After having designed the technology of your system and assembled it,
the next step is to add the live rock. As described last month the
quality of live rock is an extremely important component in a
successful reef aquarium. Not only is the quality and type of rock
important but I have become convinced lately that the way that the
rock is arranged in the aquarium can also have a profound influence on
the long term success and maintenance of a reef tank. What one usually
sees in many reef aquariums is a haphazard conglomeration of rock
piled into a brick-like wall, with very little regard given to water
circulation and detritus build-up and its removal. When arranging live
rock it is much better to construct a loose arrangement of rock, with
many overhangs and bridges between the rock (see photo). Try and
couple this with few contact points between the rocks, and between the
rocks and the substrate. Do not pile the rock up against the back of
the aquarium, leave enough space behind the rock for water circulation
and for detritus removal. Some aquarists suspend their live rock above
the bottom of the tank with bases of feather rock or sheets of acrylic
light diffussor material. This allows detritus to accumulate below the
rock for easy removal by siphoning. The same effect, however, can be
obtained by judicious placement of live rock.
Of course arranging the rock in such a manner is not easy to do when
most of the live rock offered for sale are smallish, rounded pieces.
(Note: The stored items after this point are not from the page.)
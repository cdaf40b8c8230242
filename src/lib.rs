//! Cross-tab authentication and password-recovery state synchronization.
//!
//! Independent tabs of one origin share nothing but a persistent key-value
//! store that notifies *other* tabs of changes. This crate keeps every tab's
//! view of "signed in?" and "in password recovery?" convergent over that
//! channel:
//!
//! - [`tab`]: per-context identity tagging writes
//! - [`store`]: storage primitive + JSON store view with local-write tracking
//! - [`recovery`]: recovery record and state machine with 30-minute expiry
//! - [`auth`]: auth snapshot, provider events, subscribe/notify
//! - [`sync`]: notification filters, event dedup, the router
//! - [`context`]: per-tab composition root

pub mod auth;
pub mod clock;
pub mod config;
pub mod context;
pub mod error;
pub mod recovery;
pub mod simulate;
pub mod store;
pub mod sync;
pub mod tab;
pub mod telemetry;

pub use auth::{AuthEvent, AuthNotice, AuthSnapshot, IdentityProvider, Session, UserRecord};
pub use clock::{Clock, ManualClock, SystemClock};
pub use config::SyncConfig;
pub use context::TabContext;
pub use error::{ConfigError, StoreError};
pub use recovery::{RecoveryRecord, RecoveryState, RecoveryStateMachine};
pub use store::{MemoryStorage, SharedStateStore, StorageBackend, StorageEvent};
pub use sync::CrossTabEventRouter;
pub use tab::TabId;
The ideal shape for this type of arrangement are elongated flattened
pieces that can be easily arranged to form platforms and bridges (see
photo). By arranging the rock in this manner, organism placement is
easier, water circulates freely around the rock on ALL sides and
detritus is quickly carried away from the rock and collects either in
the prefilter or on the bottom of the tank where it can be easily
removed.
Once your aquarium has settled in and has completely cycled it is time
to add some animals. Among the first such should be herbivores and
detritivors such as snails, sea urchins, brittle stars, tangs,
blennies and surgeon fish. These organisms constitute the system's
"clean-up" crew and will greatly help you in the maintenance of the
aquarium. The main limiting factor in adding any more organisms such
as coral, is the growth of undesirable microalgae in the tank. As long
as hair or slime algae is growing in your aquarium, hold off on adding
any corals. Once you have this algae under control then you can start
adding soft and hard corals. Of course these guidelines are extremely
general as no two tanks are the same. Some tanks develop very little
microalgae and organisms can be added fairly soon while others may
require many months. As I have mentioned frequently in this series,
patience is a very desirable commodity in this hobby and if you don't
have it you may encounter a lot of heartache. Observation is also
another critical skill that you should develop. The more closely you
observe your tank, the easier it will become to recognize when things
just don't look quite right.
While you are waiting for the tank to settle in you should be reading
as much material as you can get on the fish and invertebrates you might
like to add to your system. The more familiar you are with the animals
the less problems and losses you will encounter. Don't just look in
the pet store, go to libraries and book stores and read everything you
can find on coral reefs and their inhabitants. Talk to as many people
as you can find who have experience with reef tanks (but be sure you
see their tanks too) and file all this information for future
reference. At present there are only a few books available on marine
invertebrates for the reef aquarium but I have little doubt that this
will change fairly soon. There are a number of books either being
translated or written, that should be available in the next year or
so.
Once the tank is up and running there are certain things that will
have to be done to make sure that things remain the way you want them.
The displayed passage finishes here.